For Immediate Release
Thursday, March 1, 2018 Contact:
Mike Czin, email@example.com
Mail-Industry Leaders File Joint Comment in Opposition to Massive Postal Rate Increases
Group Calls Out PRC for Not Having the Power to Re-write Rate-making Provisions or the Right to Implement Massive Price Increases While Ignoring Efficiency, Cost Savings and Rate Stability
Washington, D.C. – Today, MPA – the Association of Magazine Media, the Alliance of Nonprofit Mailers, the Association for Postal Commerce (PostCom), Idealliance and the American Catalog Mailers Association filed a public comment with the Postal Regulatory Commission (PRC) in response to the 10-year review proposal that would dramatically increase postage rates for some classes of mail by as much as 40 percent.
To view the filing, CLICK HERE.
The five filers represent different postal stakeholders across the business and nonprofit spectrum, but they are unified in their belief that the PRC’s rate-increase proposal is not only harmful to their industries – and the Postal Service itself – but is not permissible under existing statute.
“The simple fact is that under the Postal Accountability and Enhancement Act (PAEA), the PRC does not have the legal authority to re-write the law’s cornerstone ratemaking provision—the CPI cap on postal rate increases—and implement these massive increases,” said Michael Plunkett, President and Chief Executive Officer, PostCom. “Further, the statute is clear: the PRC must balance the nine objectives when determining rates. Instead they chose to elevate one – the financial stability of the Postal Service – and ignore crucial factors like, efficiency, cost savings and rate stability.”
According to the filing, the PRC proposal effectively eliminates rate stability from the statute. The increases proposed by the Commission—as much as 30 percent above inflation over five years, and as much as 40 percent or more in nominal terms—are the antithesis of rate stability:
“The PRC conflates rate stability and rate predictability, and rates that increase this much faster than inflation are not stable,” said Linda Thomas Brooks, President and CEO of MPA—The Association of Magazine Media. “If approved, these rate increases would force some magazines to cut back on issues and circulation and would put others out of business entirely. While it would hurt businesses and consumers across the country, it would do virtually nothing to improve the Postal Service’s finances.”
The filing argues that the PRC’s proposed ‘non-compensatory products’ surcharges would provide little financial benefit to the Postal Service, and thus would do little to advance the PRC’s objectives.
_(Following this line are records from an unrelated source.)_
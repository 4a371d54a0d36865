//! Derived columns.

use std::sync::Arc;

use tidyframe_core::prelude::{DataType, Error, Field, Result, Row, Schema, Table, Value};

use crate::traits::Verb;

/// Appends one computed column, or replaces an existing column of the same
/// name in place. The compute function must be pure: it sees one row at a
/// time and nothing else. Row count is unchanged.
pub struct Mutate {
    pub column: String,
    pub data_type: DataType,
    compute: Arc<dyn Fn(&Row<'_>) -> Value + Send + Sync>,
}

impl Mutate {
    pub fn new<F>(column: impl Into<String>, data_type: DataType, compute: F) -> Self
    where
        F: Fn(&Row<'_>) -> Value + Send + Sync + 'static,
    {
        Self {
            column: column.into(),
            data_type,
            compute: Arc::new(compute),
        }
    }

    // The produced field is nullable: compute functions may return Missing.
    fn new_field(&self) -> Field {
        Field::new(self.column.clone(), self.data_type, true)
    }
}

impl Verb for Mutate {
    fn name(&self) -> &'static str {
        "mutate"
    }

    fn output_schema(&self, input: &Schema) -> Result<Schema> {
        let mut fields = input.fields.clone();
        match input.index_of(&self.column) {
            Some(idx) => fields[idx] = self.new_field(),
            None => fields.push(self.new_field()),
        }
        Schema::new(fields)
    }

    fn apply(&self, input: &Table) -> Result<Table> {
        let schema = self.output_schema(input.schema())?;

        let mut computed = Vec::with_capacity(input.n_rows());
        for row in input.rows() {
            let value = (self.compute)(&row);
            if !value.fits(self.data_type) {
                return Err(Error::SchemaViolation(format!(
                    "mutate '{}' declared {} but produced {:?} at row {}",
                    self.column,
                    self.data_type,
                    value,
                    row.index()
                )));
            }
            computed.push(value);
        }

        let replaced = input.schema().index_of(&self.column);
        let mut columns: Vec<Vec<Value>> = (0..input.n_cols())
            .map(|c| input.column(c).unwrap_or_default().to_vec())
            .collect();
        match replaced {
            Some(idx) => columns[idx] = computed,
            None => columns.push(computed),
        }

        Table::new(schema, columns)
    }
}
The decreased volume from the proposed rate increases would offset any positive financial benefits of the rate increases.
“The nonprofits we represent don’t just use the Postal Service to communicate with their members, they rely on the Service for their financial survival,” said Stephen Kearney, the Executive Director of Alliance of Nonprofit Mailers who previously served as a senior executive at the Postal Service for more than 30 years. “The PRC proposal will shift dollars away from nonprofits and others, and totally decimate programs and outreach that so many Americans rely on. It’s not too late—there’s still plenty of time for the PRC to reconsider its approach and produce a balanced approach that considers all nine criteria that the law stipulates.”
The deadline for public comments on the PRC’s proposal is today, Thursday March 1, and reply comments are due by March 30. The PRC is expected to deliberate their proposal in the coming weeks and months.